**What the exercise asks**
Look through the listing below and work out how many of its lines hold the word "expected". Give only the number.

────────

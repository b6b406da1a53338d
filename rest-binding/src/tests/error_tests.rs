//! Error formatting and serialization tests
//!
//! Binding errors are the only diagnostic a client receives, so their
//! messages and JSON shape are pinned here.

use crate::error::{
    BindingError, BindingErrorKind, ConfigurationError, NO_VALUE, ParameterRef, RegistryError,
    RestError,
};
use proptest::prelude::*;

/// Strategy to generate arbitrary BindingErrorKind values
fn arb_kind() -> impl Strategy<Value = BindingErrorKind> {
    prop_oneof![
        Just(BindingErrorKind::MissingArgument),
        Just(BindingErrorKind::InvalidArgument),
        Just(BindingErrorKind::ContextUnavailable),
        Just(BindingErrorKind::BeanUnavailable),
        Just(BindingErrorKind::ReaderUnavailable),
    ]
}

fn missing_count() -> BindingError {
    BindingError::new(
        BindingErrorKind::MissingArgument,
        ParameterRef::Described("query param 'count'".into()),
        "/items",
        "list",
        "int",
    )
}

// =============================================================================
// Messages
// =============================================================================

#[test]
fn test_missing_argument_message() {
    let err = missing_count();

    assert_eq!(err.provided, NO_VALUE);
    assert_eq!(
        err.message,
        "Missing query param 'count' for: /items in list(), expected: int, but: none was provided"
    );
    assert_eq!(err.to_string(), format!("[MISSING_ARGUMENT] {}", err.message));
}

#[test]
fn test_invalid_argument_message_with_cause() {
    let err = BindingError::new(
        BindingErrorKind::InvalidArgument,
        ParameterRef::Described("path param 'id'".into()),
        "/users/{id}",
        "get",
        "long",
    )
    .with_provided("String")
    .with_cause("invalid digit found in string");

    assert_eq!(
        err.message,
        "Invalid parameter type for: path param 'id' for: /users/{id} in get(), expected: long, but got: String -> invalid digit found in string"
    );
    assert!(err.cause().is_some());
    assert!(std::error::Error::source(&err).is_some());
}

#[test]
fn test_matching_provided_type_is_not_repeated() {
    let err = BindingError::new(
        BindingErrorKind::InvalidArgument,
        ParameterRef::Position(0),
        "/notes",
        "add",
        "String",
    )
    .with_provided("String");

    assert_eq!(
        err.message,
        "Invalid parameter type for: argument 1 for: /notes in add(), expected: String"
    );
}

#[test]
fn test_parameter_position_is_one_based() {
    assert_eq!(ParameterRef::Position(0).to_string(), "argument 1");
    assert_eq!(ParameterRef::Position(4).to_string(), "argument 5");
    assert_eq!(
        ParameterRef::Described("body param (User)".into()).to_string(),
        "body param (User)"
    );
}

#[test]
fn test_configuration_error_location() {
    let type_level = ConfigurationError::new("Users", "Missing or empty route path");
    assert_eq!(type_level.to_string(), "Users - Missing or empty route path");
    assert!(std::error::Error::source(&type_level).is_none());

    let method_level = ConfigurationError::new("Users", "bad")
        .with_method("get")
        .with_source(RegistryError::UnknownReader("x".into()));
    assert_eq!(method_level.to_string(), "Users.get() - bad");
    assert_eq!(method_level.method.as_deref(), Some("get"));
    assert!(std::error::Error::source(&method_level).is_some());
}

#[test]
fn test_registry_error_messages() {
    assert_eq!(
        RegistryError::UnknownReader("csv".into()).to_string(),
        "No value reader registered under 'csv'"
    );
    assert_eq!(
        RegistryError::UnknownContextProvider("auth".into()).to_string(),
        "No context provider registered under 'auth'"
    );
    assert_eq!(
        RegistryError::UnknownBean("Filter".into()).to_string(),
        "No bean constructor registered for 'Filter'"
    );
}

#[test]
fn test_rest_error_is_transparent() {
    let err: RestError = missing_count().into();
    assert!(err.to_string().starts_with("[MISSING_ARGUMENT] Missing query param"));

    let err: RestError = ConfigurationError::new("Users", "bad").into();
    assert_eq!(err.to_string(), "Users - bad");
}

// =============================================================================
// Kinds
// =============================================================================

#[test]
fn test_kind_classification() {
    assert!(BindingErrorKind::MissingArgument.is_client_error());
    assert!(BindingErrorKind::InvalidArgument.is_client_error());
    assert!(BindingErrorKind::ContextUnavailable.is_client_error());
    assert!(BindingErrorKind::BeanUnavailable.is_client_error());
    assert!(BindingErrorKind::ReaderUnavailable.is_server_error());
}

proptest! {
    /// Property: a kind serializes to the same string as its as_str form
    #[test]
    fn prop_kind_serializes_as_code(kind in arb_kind()) {
        let json = serde_json::to_value(kind).unwrap();
        prop_assert_eq!(json, serde_json::Value::String(kind.as_str().to_string()));
        prop_assert!(kind.is_client_error() != kind.is_server_error());
    }

    /// Property: every binding error serializes its diagnostic fields
    #[test]
    fn prop_binding_error_details_complete(
        kind in arb_kind(),
        route in "/[a-z]{1,8}",
        method in "[a-z]{1,8}",
        cause in proptest::option::of("[a-z ]{1,16}"),
    ) {
        let mut err = BindingError::new(kind, ParameterRef::Position(0), route.clone(), method.clone(), "int");
        if let Some(ref cause) = cause {
            err = err.with_cause(cause.clone());
        }

        let details = err.to_details();
        prop_assert_eq!(&details["code"], kind.as_str());
        prop_assert_eq!(&details["route"], route.as_str());
        prop_assert_eq!(&details["method"], method.as_str());
        prop_assert_eq!(&details["parameter"], "argument 1");
        prop_assert_eq!(&details["expected"], "int");
        prop_assert_eq!(&details["provided"], NO_VALUE);
        prop_assert_eq!(&details["message"], err.message.as_str());
        prop_assert_eq!(details.get("cause").is_some(), cause.is_some());
    }
}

────────

**Result**
4